1. Made up fall-formula sugar syrup, two parts sugar and one part water measured by weight (turns out to be 2 kg sugar/4 cups water), can't be brought to the boil because this renders it indigestible for the bees. Makes crystals so easily that it makes a thick rim on the pot, and on top of the surface as it cools in a plastic water bottle; must be strained as it's poured into the feeding jars. What a mess! Next time, make it up with a bit more water, or take it to the barn fully equipped with funnels, wet cloths, etc.

2. We put the burr comb which the yellow hive had made between two frames of their bottom brood box (and which was lifted out with the top brood box when we installed strips) onto the inner cover for the bees to clean. A mistake. When I lifted off the top cover to place the feeder jar on the surface of the inner cover, discovered a crowd of bees tending the burr/brood comb there, and very defensive. Must light the smoker, get suited up and remove this, either crush it and put it in front of the hive, or toss it out. Or, could put the queen excluder below the outer cover. Lesson: don't put brood comb above the inner cover without a queen excluder in place. Put in front of the hive what you want cleaned.

3. We extracted 20 liters of honey from the yellow hive (more to come). Honey is measured by the pound, and using equivalency tables on Google, we extracted 30 kilograms of honey. See NYT 20 September '09 (AP), "Paris Rooftops Abuzz With Beekeeping": "'In Paris, each beehive produces a minimum of 50 to 60 kilograms ... of honey per harvest...' said Henri Clement, president of the National Union of French Beekeepers. 'But in the countryside, one beehive only gives you 10 to 20 kilograms ... of honey...'" So, our yellow hive is doing better than the average of those in the French countryside, and worse than those in Paris!

Another factor: TLC. Betcha city bees are more carefully monitored.

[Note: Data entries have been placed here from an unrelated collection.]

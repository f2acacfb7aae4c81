use hoist_asm::{Extender, Insn, MemOperand, Operand, OperandKind, Reg, Shift, ShiftKind};
use hoist_ir::{BinOp, Builder, CmpOp, Ty, ValueId};

use crate::{Environ, Result, TranslateError, Translator};

impl Translator {
    /// Evaluate an operand to a value of `ty`.
    ///
    /// Registers resolve through their parent cell, then the operand's
    /// extender and shifter apply in that order. Immediates materialize at
    /// `ty` before shifting. Memory operands compute their address and load
    /// an element of `ty`.
    pub(crate) fn load_operand(
        &self,
        b: &mut Builder,
        insn: &Insn,
        op: &Operand,
        ty: Ty,
    ) -> Result<ValueId> {
        match op.kind {
            OperandKind::Reg(reg) | OperandKind::Sys(reg) => {
                let raw = self.load_register(b, insn, reg)?;
                let extended = match op.ext {
                    Some(ext) => self.apply_extender(b, raw, ext, ty),
                    None => b.zext_or_trunc(ty, raw),
                };
                self.apply_shift(b, insn, extended, op.shift)
            }
            OperandKind::Imm(value) => {
                let imm = b.const_int(ty, value as u128);
                self.apply_shift(b, insn, imm, op.shift)
            }
            OperandKind::Mem(mem) => {
                let addr = self.mem_address(b, insn, &mem, op)?;
                Ok(b.load(ty, addr))
            }
            _ => Err(unsupported(op)),
        }
    }

    /// Evaluate a memory operand to its effective address instead of its
    /// pointee.
    pub(crate) fn load_operand_address(
        &self,
        b: &mut Builder,
        insn: &Insn,
        op: &Operand,
    ) -> Result<ValueId> {
        match op.kind {
            OperandKind::Mem(mem) => self.mem_address(b, insn, &mem, op),
            _ => Err(unsupported(op)),
        }
    }

    /// Read one register at its architectural width.
    ///
    /// The program counter reads as the address one instruction past the
    /// current one; the zero register reads as zero. Neither touches a
    /// global.
    pub(crate) fn load_register(
        &self,
        b: &mut Builder,
        insn: &Insn,
        reg: Reg,
    ) -> Result<ValueId> {
        if reg.bit_size() > 64 {
            return Err(TranslateError::UnsupportedOperand("vector register"));
        }
        if matches!(reg.parent(), Reg::Pc) {
            return Ok(b.const_int(Ty::I64, u128::from(insn.end_address())));
        }
        let reg_ty = Environ::register_type(reg);
        if reg.is_zero() {
            return Ok(b.const_int(reg_ty, 0));
        }
        let parent = b.read_global(self.env.get_parent(reg));
        Ok(b.zext_or_trunc(reg_ty, parent))
    }

    /// Write one register, resolving aliases onto the parent cell.
    ///
    /// The 32-bit views of 64-bit registers zero-extend into the parent;
    /// narrower views (none exist on this architecture, but the rule is
    /// uniform) read-modify-write their lane. Writes to the zero register
    /// and the program counter are discarded.
    pub(crate) fn store_register(
        &self,
        b: &mut Builder,
        reg: Reg,
        value: ValueId,
    ) -> Result<()> {
        if reg.bit_size() > 64 {
            return Err(TranslateError::UnsupportedOperand("vector register"));
        }
        if reg.is_zero() || matches!(reg.parent(), Reg::Pc) {
            return Ok(());
        }
        let parent = reg.parent();
        let parent_ty = Environ::register_type(parent);
        let reg_ty = Environ::register_type(reg);
        let narrowed = b.zext_or_trunc(reg_ty, value);
        let global = self.env.get_parent(reg);

        if reg == parent {
            b.write_global(global, narrowed);
        } else if parent_ty == Ty::I64 && reg_ty == Ty::I32 {
            let widened = b.zext(parent_ty, narrowed);
            b.write_global(global, widened);
        } else {
            let keep = b.const_int(parent_ty, !reg_ty.mask());
            let old = b.read_global(global);
            let masked = b.bin(BinOp::And, old, keep);
            let lane = b.zext_or_trunc(parent_ty, narrowed);
            let merged = b.bin(BinOp::Or, masked, lane);
            b.write_global(global, merged);
        }
        Ok(())
    }

    /// Store a value through an operand: into a register or to memory.
    pub(crate) fn store_operand(
        &self,
        b: &mut Builder,
        insn: &Insn,
        op: &Operand,
        value: ValueId,
    ) -> Result<()> {
        match op.kind {
            OperandKind::Reg(reg) | OperandKind::Sys(reg) => self.store_register(b, reg, value),
            OperandKind::Mem(mem) => {
                let addr = self.mem_address(b, insn, &mem, op)?;
                b.store(addr, value);
                Ok(())
            }
            _ => Err(unsupported(op)),
        }
    }

    /// Effective address of a memory operand: `base`, plus displacement,
    /// plus the extended and shifted index, in that order. All arithmetic
    /// happens at the default 64-bit width.
    pub(crate) fn mem_address(
        &self,
        b: &mut Builder,
        insn: &Insn,
        mem: &MemOperand,
        op: &Operand,
    ) -> Result<ValueId> {
        let mut addr: Option<ValueId> = None;

        if let Some(base) = mem.base {
            let base_v = self.load_register(b, insn, base)?;
            addr = Some(b.zext_or_trunc(Ty::I64, base_v));
        }
        if mem.disp != 0 {
            let disp = b.const_int(Ty::I64, mem.disp as u128);
            addr = Some(match addr {
                Some(a) => b.bin(BinOp::Add, a, disp),
                None => disp,
            });
        }
        if let Some(index) = mem.index {
            let raw = self.load_register(b, insn, index)?;
            let extended = match op.ext {
                Some(ext) => self.apply_extender(b, raw, ext, Ty::I64),
                None => b.zext_or_trunc(Ty::I64, raw),
            };
            let shifted = self.apply_shift(b, insn, extended, op.shift)?;
            addr = Some(match addr {
                Some(a) => b.bin(BinOp::Add, a, shifted),
                None => shifted,
            });
        }

        Ok(match addr {
            Some(a) => a,
            None => b.const_int(Ty::I64, 0),
        })
    }

    /// Apply the post-access base update of pre/post-indexed addressing.
    ///
    /// A bare immediate operand following the memory operand marks the
    /// post-indexed form, which always writes back `base + imm`. Otherwise
    /// the decoded writeback bit marks the pre-indexed form, which writes
    /// back the already-computed effective address.
    pub(crate) fn mem_writeback(
        &self,
        b: &mut Builder,
        insn: &Insn,
        mem_index: usize,
        addr: ValueId,
    ) -> Result<()> {
        let operands = &insn.detail.operands;
        let mem = match operands[mem_index].kind {
            OperandKind::Mem(mem) => mem,
            _ => return Err(unsupported(&operands[mem_index])),
        };
        let Some(base) = mem.base else {
            return Ok(());
        };

        if let Some(post) = operands.get(mem_index + 1).and_then(Operand::as_imm) {
            let offset = b.const_int(Ty::I64, post as u128);
            let updated = b.bin(BinOp::Add, addr, offset);
            self.store_register(b, base, updated)
        } else if insn.detail.writeback {
            self.store_register(b, base, addr)
        } else {
            Ok(())
        }
    }

    /// Narrow to the extender's source width, then extend to `ty`.
    pub(crate) fn apply_extender(
        &self,
        b: &mut Builder,
        value: ValueId,
        ext: Extender,
        ty: Ty,
    ) -> ValueId {
        let src_ty = Ty::of_bits(ext.source_bits()).unwrap_or(Ty::I64);
        let narrowed = b.zext_or_trunc(src_ty, value);
        if ext.is_signed() {
            b.sext_or_trunc(ty, narrowed)
        } else {
            b.zext_or_trunc(ty, narrowed)
        }
    }

    /// Apply an operand shifter.
    ///
    /// Shift amounts are immediates; ROR is the usual two-shift rotate
    /// (shift amounts at or above the width yield zero, so the degenerate
    /// rotate by 0 folds away). The carry update of the flag-setting shift
    /// variant applies only when the instruction requests flags.
    pub(crate) fn apply_shift(
        &self,
        b: &mut Builder,
        insn: &Insn,
        value: ValueId,
        shift: Option<Shift>,
    ) -> Result<ValueId> {
        let Some(shift) = shift else {
            return Ok(value);
        };
        if shift.amount == 0 {
            return Ok(value);
        }
        let ty = match b.value_ty(value) {
            Some(ty) => ty,
            None => Ty::I64,
        };
        let width = ty.bits();
        let amount = b.const_int(ty, u128::from(shift.amount));

        let shifted = match shift.kind {
            ShiftKind::Lsl => b.bin(BinOp::Shl, value, amount),
            ShiftKind::Lsr => b.bin(BinOp::LShr, value, amount),
            ShiftKind::Asr => b.bin(BinOp::AShr, value, amount),
            ShiftKind::Ror => {
                let right = b.bin(BinOp::LShr, value, amount);
                let inv = b.const_int(ty, u128::from(width - shift.amount.min(width)));
                let left = b.bin(BinOp::Shl, value, inv);
                b.bin(BinOp::Or, right, left)
            }
            ShiftKind::Msl => {
                // TODO: pin down the ones-shifted-in semantics against the
                // architecture manual before modeling this form.
                return Err(TranslateError::UnsupportedOperand("msl shifter"));
            }
        };

        if insn.detail.update_flags {
            let carry_bit = match shift.kind {
                ShiftKind::Lsl => width.saturating_sub(shift.amount),
                _ => shift.amount - 1,
            };
            if carry_bit < width {
                let pos = b.const_int(ty, u128::from(carry_bit));
                let moved = b.bin(BinOp::LShr, value, pos);
                let one = b.const_int(ty, 1);
                let bit = b.bin(BinOp::And, moved, one);
                let zero = b.const_int(ty, 0);
                let carry = b.cmp(CmpOp::Ne, bit, zero);
                b.write_global(self.env.get_parent(Reg::C), carry);
            }
        }

        Ok(shifted)
    }
}

fn unsupported(op: &Operand) -> TranslateError {
    TranslateError::UnsupportedOperand(match op.kind {
        OperandKind::Reg(_) | OperandKind::Sys(_) | OperandKind::Mem(_) => "operand position",
        OperandKind::Imm(_) | OperandKind::CImm(_) => "immediate in a store position",
        OperandKind::Fp(_) => "floating-point immediate",
        OperandKind::Prefetch(_) => "prefetch hint",
        OperandKind::Barrier(_) => "barrier operation",
        OperandKind::Pstate(_) => "pstate field",
        OperandKind::RegMrs(_) => "mrs system register",
        OperandKind::RegMsr(_) => "msr system register",
    })
}
use crate::{Cond, Mnemonic, Operand};

/// Architecture-specific detail of a decoded instruction.
#[derive(Debug, Default, Clone, PartialEq)]
#[cfg_attr(feature = "serde", derive(serde::Serialize, serde::Deserialize))]
pub struct InsnDetail {
    /// Ordered operand list (0 to 4 entries).
    pub operands: Vec<Operand>,
    /// Condition code, `Cond::Invalid` when the encoding has none.
    pub cc: Cond,
    /// Whether the instruction updates the N/Z/C/V flags.
    pub update_flags: bool,
    /// Whether a pre-indexed addressing form writes its base register back.
    pub writeback: bool,
}

/// One decoded machine instruction.
///
/// Produced by a disassembler frontend and borrowed by the translator for
/// the duration of a single translation call; the translator never mutates
/// it and keeps no reference past the call.
#[derive(Debug, Clone, PartialEq)]
#[cfg_attr(feature = "serde", derive(serde::Serialize, serde::Deserialize))]
pub struct Insn {
    /// Address the instruction was decoded at.
    pub address: u64,
    /// Encoded size in bytes.
    pub size: u32,
    /// Mnemonic identifier.
    pub mnemonic: Mnemonic,
    /// Operand list and modifier bits.
    pub detail: InsnDetail,
}

impl Insn {
    /// A fixed-width (4-byte) instruction at `address` with the given
    /// operands and no condition/flag/writeback modifiers.
    pub fn new(address: u64, mnemonic: Mnemonic, operands: Vec<Operand>) -> Self {
        Self {
            address,
            size: 4,
            mnemonic,
            detail: InsnDetail {
                operands,
                ..InsnDetail::default()
            },
        }
    }

    /// Set the condition code.
    pub fn with_cc(mut self, cc: Cond) -> Self {
        self.detail.cc = cc;
        self
    }

    /// Set the update-flags bit.
    pub fn with_flags(mut self) -> Self {
        self.detail.update_flags = true;
        self
    }

    /// Set the writeback bit.
    pub fn with_writeback(mut self) -> Self {
        self.detail.writeback = true;
        self
    }

    /// The address of the next sequential instruction.
    ///
    /// This is also the value reads of the program counter observe during
    /// translation of this instruction.
    pub fn end_address(&self) -> u64 {
        self.address.wrapping_add(u64::from(self.size))
    }
}

#[cfg(test)]
mod tests {
    use super::*;
    use crate::Reg;

    #[test]
    fn end_address_is_past_the_encoding() {
        let insn = Insn::new(0x1107c, Mnemonic::Nop, vec![]);
        assert_eq!(insn.size, 4);
        assert_eq!(insn.end_address(), 0x11080);
    }

    #[test]
    fn modifier_builders() {
        let insn = Insn::new(
            0x1000,
            Mnemonic::Adds,
            vec![
                Operand::reg(Reg::X0).written(),
                Operand::reg(Reg::X1),
                Operand::reg(Reg::X2),
            ],
        )
        .with_cc(Cond::Eq)
        .with_flags();
        assert_eq!(insn.detail.cc, Cond::Eq);
        assert!(insn.detail.update_flags);
        assert!(!insn.detail.writeback);
        assert_eq!(insn.detail.operands.len(), 3);
    }
}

RE monitoring: We've been monitoring our varroa-levels every few weeks with Crisco-slathered file folders, and a wax-moth trap hung out, and walk by the hives several times a day. There's no way, if we had 100 hives, that we could give this much attention. Note: We might do better next year, if we use drone-comb for varroa control; each drone-comb frame is said to equal one varroa treatment, and we gave each hive one drone-comb frame last April and removed a month later; I wonder if we could keep levels lower if we replaced more frequently, and if so, how frequently. Would we place new drone foundation weekly, and remove that given 28 days before? We could keep four frames rotating from April until November, because we have two brood boxes on each hive; impossible if we kept one brood box on each hive, as is customary now.